_ASSIGNMENT_
Count every line of the material that holds the string "tests". Respond with the total only.

_RECORDS TO PROCESS_
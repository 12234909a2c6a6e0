//! 构建时根据 src/tests/backends.toml 生成测试用后端枚举与 env 变量名常量，供 tests 模块 include! 使用。

use std::env;
use std::fs;
use std::path::Path;

fn to_pascal_case(s: &str) -> String {
    s.split('_')
        .map(|part| {
            let mut c = part.chars();
            match c.next() {
                None => String::new(),
                Some(first) => first
                    .to_uppercase()
                    .chain(c.flat_map(|c| c.to_lowercase()))
                    .collect(),
            }
        })
        .collect()
}

fn main() {
    let manifest_dir = env::var("CARGO_MANIFEST_DIR").unwrap();
    let backends_path =
        Path::new(&manifest_dir).join("src/tests/backends.toml");
    println!("cargo:rerun-if-changed=src/tests/backends.toml");
    println!("cargo:rerun-if-changed=src/tests/env/.env.example");
    // env 目录变化（含删除某后端的 .env 文件）时也重新跑，以便从模板恢复缺失的 {id}.env
    println!("cargo:rerun-if-changed=src/tests/env");

    let backend_ids: Vec<String> = if backends_path.exists() {
        let content = fs::read_to_string(&backends_path).unwrap_or_default();
        parse_backends_toml(&content)
    } else {
        vec![]
    };

    let out_dir = env::var("OUT_DIR").unwrap();
    let out_path = Path::new(&out_dir).join("test_backends.rs");

    let mut enum_variants = String::new();
    let mut as_str_arms = String::new();
    let mut all_array = String::new();

    for id in &backend_ids {
        let id = id.trim();
        if id.is_empty()
            || !id.chars().all(|c| c.is_ascii_alphanumeric() || c == '_')
        {
            continue;
        }
        let variant = to_pascal_case(id);
        if variant.is_empty() {
            continue;
        }
        enum_variants.push_str(&format!("    {},\n", variant));
        as_str_arms.push_str(&format!(
            "            TestBackend::{} => \"{}\",\n",
            variant, id
        ));
        all_array
            .push_str(&format!("            TestBackend::{},\n", variant));
    }

    // 若无任何后端则生成一个占位变体，避免空枚举无法编译
    let (enum_variants, as_str_arms, all_array) = if enum_variants.is_empty() {
        (
            "    #[allow(dead_code)]\n    __None,\n".to_string(),
            "            TestBackend::__None => \"\",\n".to_string(),
            "            TestBackend::__None,\n".to_string(),
        )
    } else {
        (enum_variants, as_str_arms, all_array)
    };

    let code = format!(
        r#"// 自动生成，请勿手改。后端列表来自 src/tests/backends.toml

/// 测试可选的后端部署，用于在测试中手动选择用哪个 env 配置。
#[allow(dead_code)]
#[derive(Debug, Clone, Copy, PartialEq, Eq)]
pub enum TestBackend {{
{variants}
}}

impl TestBackend {{
    /// 返回后端 id（与 env 文件名 {{id}}.env 对应）。
    pub fn as_str(&self) -> &'static str {{
        match self {{
{as_str}
        }}
    }}

    /// 返回所有已配置的后端，便于多部署轮询测试。
    #[allow(dead_code)]
    pub fn all() -> &'static [TestBackend] {{
        static ALL: &[TestBackend] = &[
{array}
        ];
        ALL
    }}
}}

/// 测试 env 文件中所需的环境变量名，便于 IDE 补全与文档。
#[allow(dead_code)]
pub mod env_var_names {{
    /// Snapchat 服务基础地址（建议以 / 结尾）
    pub const SNAP_API_URL: &str = "SNAP_API_URL";
    /// Instagram 服务基础地址（可选）
    pub const IG_API_URL: &str = "IG_API_URL";
}}
"#,
        variants = enum_variants,
        as_str = as_str_arms,
        array = all_array,
    );

    fs::write(out_path, code).expect("write test_backends.rs");

    // 根据 backends 列表自动生成缺失的 env 文件（从 .env.example 复制），用户只需填地址
    let env_dir = Path::new(&manifest_dir).join("src/tests/env");
    let example_path = env_dir.join(".env.example");
    if example_path.exists() {
        let template = fs::read_to_string(&example_path).unwrap_or_default();
        for id in &backend_ids {
            let id = id.trim();
            if id.is_empty()
                || !id.chars().all(|c| c.is_ascii_alphanumeric() || c == '_')
            {
                continue;
            }
            let env_file = env_dir.join(format!("{}.env", id));
            if !env_file.exists() {
                fs::create_dir_all(&env_dir).ok();
                fs::write(&env_file, &template).expect("write env file");
            }
        }
    }
}

/// 解析 backends.toml：支持 backends = ["a","b"]（含多行数组），
/// 退化为每行一个 id 的纯文本。
fn parse_backends_toml(content: &str) -> Vec<String> {
    let Some(start) = content.find("backends") else {
        return parse_line_per_backend(content);
    };
    let after_key = &content[start + "backends".len()..];
    let Some(open) = after_key.find('[') else {
        return parse_line_per_backend(content);
    };
    let Some(close) = after_key[open..].find(']') else {
        return parse_line_per_backend(content);
    };
    after_key[open + 1..open + close]
        .split(',')
        .map(|s| s.trim().trim_matches('"').to_string())
        .filter(|s| !s.is_empty())
        .collect()
}

fn parse_line_per_backend(content: &str) -> Vec<String> {
    content
        .lines()
        .map(|l| l.trim().to_string())
        .filter(|s| !s.is_empty() && !s.starts_with('#'))
        .collect()
}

_ANSWER TO THE EXERCISE_
7